First it would make it extremely easy to scam account buyers who do not think to ask for a signed message and would make any buyer vulnerable to having their account taken back in the event they lose such signed message. It overwhelmingly appears that the OP is almost certainly trying to scam the person that he sold his account to. The OP proved his account ownership by signing a message contained in an other person's post (but not his own) so anyone buying his account would likely not be able to easily find such address to request such signed message.
You're chalking up account buyers as morons that don't know what they're doing. If someone's buying a BCT account, they're likely not a newbie to the community. Even if they did not think to ask for such proof, that can easily be solved with a public service announcement. If the buyer still chooses to go forward with the account purchase without some kind of signed message as a receipt, then it is their risk to take.
You need to remember that the person who is in control of the account at one point somehow controlled the password so the burden should be on the person claiming ownership not on the person who controls the account presently.
And what kind of proof would the OP have to present to satisfy that burden? What would it look like? What form would it take?

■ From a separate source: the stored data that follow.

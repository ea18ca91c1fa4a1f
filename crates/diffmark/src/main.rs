//! diffmark CLI
//!
//! Diff two texts and print them with inline renderer markers.

use clap::Parser;
use diffmark_config::AppConfig;

mod cli;
mod commands;
mod logger;

use cli::{Cli, Commands};

fn main() {
    let cli = Cli::parse();

    let from_env = logger::init();

    let config = match cli.config.as_deref() {
        Some(path) => AppConfig::load_from(path),
        None => Ok(AppConfig::load()),
    };

    if let Ok(config) = &config {
        logger::apply_config_level(&config.log_level, from_env);
    }

    let result = config.and_then(|config| match cli.command {
        Commands::Diff(args) => commands::diff(args, &config),
        Commands::Time(args) => commands::time(args),
        Commands::Links(args) => commands::links(args),
    });

    if let Err(e) = result {
        eprintln!("Error: {:#}", e);
        std::process::exit(1);
    }
}
#![deny(missing_docs)]
//! Shared logging utilities for the link extraction workspace.
//!
//! This crate provides the `link_*` logging macros used across the codebase
//! and a minimal test initializer for the global logger. Crates using the
//! macros must depend on `log` themselves.

/// Logs a trace-level message using the global logging facade.
#[macro_export]
macro_rules! link_trace {
    ($($arg:tt)*) => {{
        log::trace!($($arg)*);
    }};
}

/// Logs a debug-level message using the global logging facade.
#[macro_export]
macro_rules! link_debug {
    ($($arg:tt)*) => {{
        log::debug!($($arg)*);
    }};
}

/// Logs an info-level message using the global logging facade.
#[macro_export]
macro_rules! link_info {
    ($($arg:tt)*) => {{
        log::info!($($arg)*);
    }};
}

/// Logs a warn-level message using the global logging facade.
#[macro_export]
macro_rules! link_warn {
    ($($arg:tt)*) => {{
        log::warn!($($arg)*);
    }};
}

/// Target prefix shared by every crate in the workspace.
///
/// Test loggers only pass records whose target starts with this, which keeps
/// html5ever's tokenizer traces out of test output.
pub const TARGET_PREFIX: &str = "link_";

/// Level used by [`initialize_for_tests`]: debug in debug builds so skipped
/// anchors show up, info otherwise.
pub fn test_level() -> log::LevelFilter {
    if cfg!(debug_assertions) {
        log::LevelFilter::Debug
    } else {
        log::LevelFilter::Info
    }
}

/// Initializes a terminal logger on stderr for use in tests.
///
/// Only records from workspace crates are shown. This safely no-ops if
/// another logger has already been initialized.
pub fn initialize_for_tests() {
    use simplelog::{ColorChoice, ConfigBuilder, TermLogger, TerminalMode};

    let config = ConfigBuilder::new()
        .add_filter_allow_str(TARGET_PREFIX)
        .build();

    // Ignore the error if a logger was already set by another test.
    let _ = TermLogger::init(
        test_level(),
        config,
        TerminalMode::Stderr,
        ColorChoice::Auto,
    );
}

... if the administrators were to be as liberal with account recoveries as you are suggesting then theymos would be overwhelmed with requests for account recoveries and this would take his time away for more important work.
Of course, that is just your hypothesis. My guess is that with a more clearly well-defined recovery procedure it would allow theymos to restore more accounts back to their legitimate owners. Of course there's no way to know for sure without trying. And why favor account buyers at all? Theymos himself said he doesn't condone the activity anyway so worrying about account buyers getting scammed is a moot point.
Couple this with email confirmation on changes to vital account detail, like you read from my other post, that will cull out the majority of the account request to start with.